In contemporary parlance, however, sexuality is most often associated not with marriage but with liberation from it. Sociologist Anthony Giddens recently published a history of modern sexuality under the title *The Transformation of Intimacy*. Sexuality and intimacy, according to Giddens, are terms that convey a revolutionary new meaning. . Sexuality in its modern usage means *plastic sexuality*. Giddens does not use "plastic sexuality" as a pejorative term, suggesting artificiality. On the contrary, it represents the emancipated possibilities of sex "severed from its age-old integration with reproduction, kinship and the generations." The two marks of plastic sexuality are female sexual autonomy and the flourishing of homosexuality.

. The advent of plastic sexuality makes possible *confluent love*. Confluent love is an opening of one person to another for the purpose of self-realization and self-enhancement. Specifically, confluent love makes mutual sexual satisfaction the sine qua non of an intimate relationship. "Confluent love is active, contingent love, and therefore jars with the 'for ever', 'one-and-only' qualities of the romantic love complex." Whereas romantic love fastens on one "special person," confluent love is realized in one or more "special relationships" [a.k.a. polyamory].
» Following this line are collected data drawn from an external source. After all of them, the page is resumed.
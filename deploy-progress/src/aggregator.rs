// This Source Code Form is subject to the terms of the Mozilla Public
// License, v. 2.0. If a copy of the MPL was not distributed with this
// file, You can obtain one at https://mozilla.org/MPL/2.0/.

//! Projects installer updates onto progress steps.

use std::{collections::HashMap, sync::Arc};

use deploy_common::{InstallationPhase, ProcessEvent, ProcessUpdate};

use crate::{Step, StepFactory, UpdateError};

/// Returns the label shown to end users for the step representing a phase.
///
/// Phases that aren't part of the deployment itself (e.g. steps triggered by
/// the CLI before or after the deployment) are shown by name.
pub fn phase_label(phase: &InstallationPhase) -> &str {
    match phase {
        InstallationPhase::InstallPreRequisites => "Deploying pre-requisites",
        InstallationPhase::UninstallPreRequisites => {
            "Undeploying pre-requisites"
        }
        InstallationPhase::InstallComponents => "Deploying Kyma",
        InstallationPhase::UninstallComponents => "Undeploying Kyma",
        InstallationPhase::Custom(name) => name,
    }
}

/// Returns the label shown to end users for a component result.
pub fn component_label(name: &str) -> String {
    format!("Deploying component '{name}'")
}

/// The state machine behind [`AsyncUi`](crate::AsyncUi).
///
/// Each phase is rendered as a step which stays open between the phase's
/// `ProcessStart` update and its phase-level terminal update. Component
/// results are rendered as separate one-shot steps.
pub(crate) struct EventAggregator<F: StepFactory> {
    log: slog::Logger,
    factory: Arc<F>,
    // Steps for phases that have started but not finished. An entry is
    // removed as soon as its phase reaches a terminal state, so the table is
    // bounded by the number of phases running at once.
    ongoing: HashMap<InstallationPhase, F::Step>,
}

impl<F: StepFactory> EventAggregator<F> {
    pub(crate) fn new(log: &slog::Logger, factory: Arc<F>) -> Self {
        Self {
            log: log.new(slog::o!("component" => "EventAggregator")),
            factory,
            ongoing: HashMap::new(),
        }
    }

    /// Renders a single update.
    ///
    /// An error means that the update was either illegal in the current
    /// state, or that it reported a failure. Either way, the aggregator stays
    /// usable for later updates.
    pub(crate) fn process(
        &mut self,
        update: ProcessUpdate,
    ) -> Result<(), UpdateError> {
        // Phase table keys and labels use the well-known variant, even if
        // the update carries it as a custom name.
        let update =
            ProcessUpdate { phase: update.phase.canonical(), ..update };
        slog::debug!(
            self.log,
            "processing update";
            "phase" => %update.phase,
            "event" => %update.event,
            "failure" => update.event.is_failure(),
            "component" => update.component.as_ref().map(|c| c.name.as_str()),
        );

        let event = update.event;
        match event {
            ProcessEvent::ProcessStart => self.render_start(update.phase),
            // Components have no start or stop updates of their own, so a
            // running update carrying a component is that component's result.
            ProcessEvent::ProcessRunning if update.component.is_some() => {
                self.render_stop(update)
            }
            ProcessEvent::ProcessRunning => Ok(()),
            _ => self.render_stop(update),
        }
    }

    fn render_start(
        &mut self,
        phase: InstallationPhase,
    ) -> Result<(), UpdateError> {
        if self.ongoing.contains_key(&phase) {
            return Err(UpdateError::StepAlreadyExists { phase });
        }
        let step = self.factory.new_step(phase_label(&phase));
        self.ongoing.insert(phase, step);
        Ok(())
    }

    fn render_stop(
        &mut self,
        update: ProcessUpdate,
    ) -> Result<(), UpdateError> {
        let ProcessUpdate { phase, event, component } = update;

        let Some(component) = component else {
            let Some(step) = self.ongoing.remove(&phase) else {
                return Err(UpdateError::StepDoesNotExist { phase });
            };
            if event == ProcessEvent::ProcessFinished {
                step.success();
                return Ok(());
            }
            step.failure();
            return Err(UpdateError::PhaseFailed { phase, event });
        };

        if !self.ongoing.contains_key(&phase) {
            return Err(UpdateError::StepDoesNotExist { phase });
        }

        // The phase step stays open: the component is shown as its own step.
        let step = self.factory.new_step(&component_label(&component.name));
        if component.status.is_error() {
            step.failure();
            return Err(UpdateError::ComponentFailed {
                phase,
                component: component.name,
            });
        }
        step.success();
        Ok(())
    }

    /// Returns the phases whose steps are still open.
    pub(crate) fn open_phases(
        &self,
    ) -> impl Iterator<Item = &InstallationPhase> {
        self.ongoing.keys()
    }

    /// Marks all steps that are still open as failed.
    pub(crate) fn fail_open_steps(&mut self) {
        for (phase, step) in self.ongoing.drain() {
            slog::debug!(
                self.log,
                "marking unfinished phase as failed";
                "phase" => %phase,
            );
            step.failure();
        }
    }
}
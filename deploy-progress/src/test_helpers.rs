// This Source Code Form is subject to the terms of the Mozilla Public
// License, v. 2.0. If a copy of the MPL was not distributed with this
// file, You can obtain one at https://mozilla.org/MPL/2.0/.

use std::sync::{Arc, Mutex};

use crate::{Step, StepFactory};

pub(crate) fn test_log() -> slog::Logger {
    slog::Logger::root(slog::Discard, slog::o!())
}

/// A call made against a [`RecordingStepFactory`] or one of its steps.
#[derive(Clone, Debug, Eq, PartialEq)]
pub(crate) enum StepCall {
    Created(String),
    Success(String),
    Failure(String),
}

pub(crate) fn created(label: &str) -> StepCall {
    StepCall::Created(label.to_owned())
}

pub(crate) fn success(label: &str) -> StepCall {
    StepCall::Success(label.to_owned())
}

pub(crate) fn failure(label: &str) -> StepCall {
    StepCall::Failure(label.to_owned())
}

/// A step factory that records every call in order.
#[derive(Clone, Debug, Default)]
pub(crate) struct RecordingStepFactory {
    calls: Arc<Mutex<Vec<StepCall>>>,
}

impl RecordingStepFactory {
    pub(crate) fn new() -> Self {
        Self::default()
    }

    pub(crate) fn calls(&self) -> Vec<StepCall> {
        self.calls.lock().unwrap().clone()
    }

    pub(crate) fn created_count(&self) -> usize {
        self.calls()
            .iter()
            .filter(|call| matches!(call, StepCall::Created(_)))
            .count()
    }

    /// Returns the number of steps that were created but never finished.
    pub(crate) fn unfinished_count(&self) -> usize {
        let calls = self.calls();
        let finished = calls
            .iter()
            .filter(|call| !matches!(call, StepCall::Created(_)))
            .count();
        (calls.len() - finished) - finished
    }
}

impl StepFactory for RecordingStepFactory {
    type Step = RecordingStep;

    fn new_step(&self, label: &str) -> Self::Step {
        self.calls.lock().unwrap().push(StepCall::Created(label.to_owned()));
        RecordingStep { label: label.to_owned(), calls: self.calls.clone() }
    }
}

#[derive(Debug)]
pub(crate) struct RecordingStep {
    label: String,
    calls: Arc<Mutex<Vec<StepCall>>>,
}

impl Step for RecordingStep {
    fn success(self) {
        self.calls.lock().unwrap().push(StepCall::Success(self.label));
    }

    fn failure(self) {
        self.calls.lock().unwrap().push(StepCall::Failure(self.label));
    }
}
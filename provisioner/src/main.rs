// This Source Code Form is subject to the terms of the Mozilla Public
// License, v. 2.0. If a copy of the MPL was not distributed with this
// file, You can obtain one at https://mozilla.org/MPL/2.0/.

use anyhow::Result;
use clap::Parser;
use provisioner::ProvisionerApp;

#[tokio::main]
async fn main() -> Result<()> {
    let app = ProvisionerApp::parse();
    let config = app.load_config()?;
    let log = ProvisionerApp::setup_log(&config.log.path)?;
    app.exec(&log, config).await
}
. The kind of relationship formed by confluent love is termed the *pure relationship*. "In the pure relationship, trust has no external supports and has to be developed on the basis of intimacy." Intimacy or commitment in this sense must continually be negotiated in what Giddens calls a "rolling contract." Lest intimacy slide into codependency, partners in a pure relationship must be willing to grow or break apart: "It is a feature of the pure relationship that it can be terminated more or less at will by either partner at any particular point." Giddens notes that heterosexual marriage has no special claim on love and intimacy as he defines them. In fact, homosexuals are the pioneers of the dawning age of pure relationships, because "in gay relationships, male as well as female, sexuality can be witnessed in its complete separation from reproduction."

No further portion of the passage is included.